FW#2, current FW, STBXFW, I was reflecting on the fact today that actually I have probably played into his hands, as now, rather than muck in and be part of the family, he can lead his life as he sees fit, and parachute in for fun time with DC2. Thus, he gets all the good bits of having DC, but none of the career-stalling, sleep-depriving reality, which, incidentally, I wouldn't change for the world, but still, it is hardly active co-parenting.

I sympathise. It is unacceptable.

minkembra · 04/03/2013 21:32

Thanks breath. actually I have decided I am going to make a stand as otherwise I know he will end up saying but I always have them for 3 hours per week on the weeks when I am free and that is it.

he sent me an email saying amongst other things that he can't do anything about it if I decide to fuck him around.

I replied by saying that I am not trying to stop him seeing the kids. far from it I am trying to give him the opportunity to see them more which I would have thought he would welcome. and that it is about the kids right to see their parents for a reasonable amount of time and his parental responsibility.

I also said I was quite happy to make arrangements to take into account weekends when they are away or when he is working.

I am hoping to appeal to his better side Hmm

parental games of chicken though. not the best way to go about things.
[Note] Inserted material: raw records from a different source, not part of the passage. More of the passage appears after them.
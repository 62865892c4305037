// ==========================================
// 供应链网络优化系统 - 网络领域模型
// ==========================================
// 依据: Network_Optimizer_Design_v0.2.md - 2. 数据模型
// 参考表实体: 设施 / 产品 / 运输通道 / 客户订单
// ==========================================

use crate::domain::types::FacilityType;
use serde::{Deserialize, Serialize};
use std::collections::BTreeSet;

// ==========================================
// Facility - 设施
// ==========================================
#[derive(Debug, Clone, Serialize, Deserialize)]
pub struct Facility {
    pub facility_id: String,            // 设施ID (唯一键)
    pub facility_type: FacilityType,    // 设施类型 (PLANT/WAREHOUSE)
    pub capacity_units: Option<f64>,    // 产能上限 (仅工厂, >= 0)
    pub variable_cost_per_unit: f64,    // 单位可变成本
}

impl Facility {
    /// 是否为工厂
    pub fn is_plant(&self) -> bool {
        self.facility_type == FacilityType::Plant
    }

    /// 是否为仓库
    pub fn is_warehouse(&self) -> bool {
        self.facility_type == FacilityType::Warehouse
    }

    /// 生产变量上界 (缺失产能按 0 处理, 结合正需求会在求解层报不可行)
    pub fn production_upper_bound(&self) -> f64 {
        self.capacity_units.unwrap_or(0.0)
    }
}

// ==========================================
// Product - 产品
// ==========================================
#[derive(Debug, Clone, Serialize, Deserialize)]
pub struct Product {
    pub product_id: String, // 产品ID (唯一键)
}

// ==========================================
// TransportationLane - 运输通道
// ==========================================
// 通道是有向的; (origin, destination) 允许重复行,
// 成本查找按 lane_id 升序取第一条 (先到先得)
#[derive(Debug, Clone, Serialize, Deserialize)]
pub struct TransportationLane {
    pub lane_id: i64,               // 通道ID (表内插入顺序)
    pub origin_facility_id: String, // 起点设施
    pub destination_id: String,     // 终点 (设施或客户)
    pub cost_per_unit: f64,         // 单位运输成本 (>= 0)
}

// ==========================================
// CustomerOrder - 客户订单
// ==========================================
// 按 (customer_id, product_id) 求和聚合成需求
#[derive(Debug, Clone, Serialize, Deserialize)]
pub struct CustomerOrder {
    pub order_id: i64,          // 订单ID
    pub customer_id: String,    // 客户ID
    pub product_id: String,     // 产品ID
    pub quantity_ordered: f64,  // 订购数量 (>= 0)
}

// ==========================================
// ReferenceData - 一次运行加载的参考数据快照
// ==========================================
// 每次运行加载独立副本, 运行间无共享可变状态
#[derive(Debug, Clone)]
pub struct ReferenceData {
    pub facilities: Vec<Facility>,
    pub products: Vec<Product>,
    pub lanes: Vec<TransportationLane>,
    pub orders: Vec<CustomerOrder>,
}

impl ReferenceData {
    /// 所有工厂
    pub fn plants(&self) -> impl Iterator<Item = &Facility> {
        self.facilities.iter().filter(|f| f.is_plant())
    }

    /// 所有仓库
    pub fn warehouses(&self) -> impl Iterator<Item = &Facility> {
        self.facilities.iter().filter(|f| f.is_warehouse())
    }

    /// 订单表中出现过的客户 (去重, 有序)
    pub fn customer_ids(&self) -> BTreeSet<String> {
        self.orders.iter().map(|o| o.customer_id.clone()).collect()
    }
}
minkembra · 04/03/2013 21:34

tick tick on the parachuting in for fun times and otherwise leading life as he sees fit. that is the way it was before. as long as I organised the fun!

Fraying · 04/03/2013 21:35

I need to make a list of practical steps. I'm doing the FP online and bought the Lundy book (but where do you find the time and place to read it?!).

Luckily, he is so controlling about the house that most of my books, photos, paintings, ornaments and trinkets are in storage. When I look round it's almost as though I never moved in. I'd only have clothes and paperwork to pack up.